S-5, r. 5 - Organization and Management of Institutions Regulation

Full text
SCHEDULE VIII
(s. 85)
APPLICATION FORM FOR APPOINTMENT OF PHYSICIANS, DENTISTS, AND PHARMACISTS
1.0 Identification of candidate
1.1 Surname:
1.2 Surname at birth (if different from 1.1):
1.3 Given name:
1.4 Sex:
1.5 Citizenship:
1.6 Place of birth:
Date of birth:
1.7 Residence: Address:
Telephone:
1.8 Office: Address:
Telephone:
1.9 Social insurance number:
2.0 Education
2.1 Studies in medicine, dentistry, or pharmacy:
Discipline University Period Year degree received
Internship:
Period: Institution:
Residency:
Specialization Period Institution:
2.2 Other studies:
Discipline Period Degree
3.0 Licence to practice
Year Licence number
3.1 Québec
3.2 L.M.C.C.
3.3 Other (specify)
4.0 Certificate of specialization
Discipline Year of certification
4.1 Ordre professionnel des médecins du Québec
4.2 Royal College of Canada
4.3 Other (specify)
5.0 Publications
Attach list
6.0 Professional Experience
6.1 Medical experience
Period Institution Statut Privileges
6.2 Other professional experience
7.0 Persons able to provide references:
Surname and given name Address Telephone
7.1
7.2
7.3
8.0 Status and privileges requested
8.1 Status requested
active member honorary member
associate member consulting member
8.2 Privileges requested
physician
dentist
I wish to obtain the privileges enumerated in the list attached hereto.
9.0 Consent:
I authorize the persons responsible for the consideration of my application to obtain the required information from any establishment, physician, dentist, or pharmacist, provided that the confidential nature thereof be respected.

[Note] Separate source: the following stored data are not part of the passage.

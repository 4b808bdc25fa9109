//! The admin console.
//!
//! Every operation here first checks for an administrator session with
//! [`crate::session::gate_admin`].

pub mod dashboard;
pub mod paginate;
pub mod stats;
pub mod users;

pub use dashboard::{dashboard, Dashboard};
pub use paginate::Page;
pub use stats::{Dimension, StatsFilter, Summary};
pub use users::{NewUser, PasswordReset, UserPatch};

I authorize in particular the Secretary of the Ordre professionnel des médecins du Québec or his Assistant, the Secretary of the Ordre des dentistes du Québec or his Assistant, and the Secretary of the Ordre des pharmaciens du Québec or his Assistant, to release any information contained in my personal file that may be relevant to the consideration of my application.

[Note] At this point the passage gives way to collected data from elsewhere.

// handlers/public/mod.rs - Public handlers (no authentication required)
//
// Service metadata, the liveness probe used by deployments and tests, and the
// nickname availability check offered before sign-up.
use axum::{
    extract::{Query, State},
    http::StatusCode,
    response::IntoResponse,
    Json,
};
use serde::Deserialize;
use serde_json::{json, Value};

use crate::middleware::{ApiResponse, ApiResult};
use crate::state::AppState;

#[derive(Debug, Deserialize)]
pub struct NicknameQuery {
    pub nickname: String,
}

/// GET / - service description
pub async fn root() -> Json<Value> {
    let version = env!("CARGO_PKG_VERSION");

    Json(json!({
        "success": true,
        "data": {
            "name": "Trip Planner API",
            "version": version,
            "description": "Trip plans, daily schedules, budgets, locations and friends over HTTP",
            "endpoints": {
                "home": "/ (public)",
                "health": "/health (public)",
                "auth": "/api/auth/whoami (protected)",
                "plans": "/api/plans[/:plan_id[/members]] (protected)",
                "daily_plans": "/api/plans/:plan_id/daily-plans[/:daily_plan_id] (protected)",
                "budgets": "/api/plans/:plan_id/budgets[/:budget_id] (protected)",
                "locations": "/api/locations[/:location_id] (protected)",
                "users": "/api/users/me[/nickname], /api/users/:user_id (protected)",
                "nickname_check": "/api/users/nickname-check?nickname= (public)",
                "friends": "/api/friends[/requests[/accept|/reject]] (protected)",
            }
        }
    }))
}

/// GET /health - store ping, 503 when the database is unreachable
pub async fn health(State(state): State<AppState>) -> impl IntoResponse {
    let now = chrono::Utc::now();

    match state.health_check().await {
        Ok(()) => (
            StatusCode::OK,
            Json(json!({
                "success": true,
                "data": {
                    "status": "ok",
                    "timestamp": now,
                    "database": "ok"
                }
            })),
        ),
        Err(e) => {
            tracing::error!("Health check failed: {}", e);
            (
                StatusCode::SERVICE_UNAVAILABLE,
                Json(json!({
                    "error": true,
                    "message": "database unavailable",
                    "code": "SERVICE_UNAVAILABLE",
                    "data": {
                        "status": "degraded",
                        "timestamp": now
                    }
                })),
            )
        }
    }
}

/// GET /api/users/nickname-check?nickname= - true when the nickname is free
pub async fn nickname_check(
    State(state): State<AppState>,
    Query(query): Query<NicknameQuery>,
) -> ApiResult<bool> {
    let available = state.users.nickname_available(&query.nickname).await?;
    Ok(ApiResponse::success(available))
}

This authorization is valid for the period of consideration of my application, according to the time limits prescribed in the Act respecting health services and social services for Cree Native persons (chapter S-5).
10.0 Liability insurance:
I attach hereto proof of possession of a professional civil liability insurance policy for myself and my heirs.
11.0 Declaration:
I declare that I am acquainted with the by-laws of the established in which I am requesting the abovementioned status and privileges. I undertake to respect them and to work within the limits of the health programmes adopted by the establishment.
Date:
Signature:
Witness:
Attached documents:
list of publications
list of privileges requested
proof of liability insurance
other documents
O.C. 1320-84, Sch. VIII; O.C. 375-88, s. 24.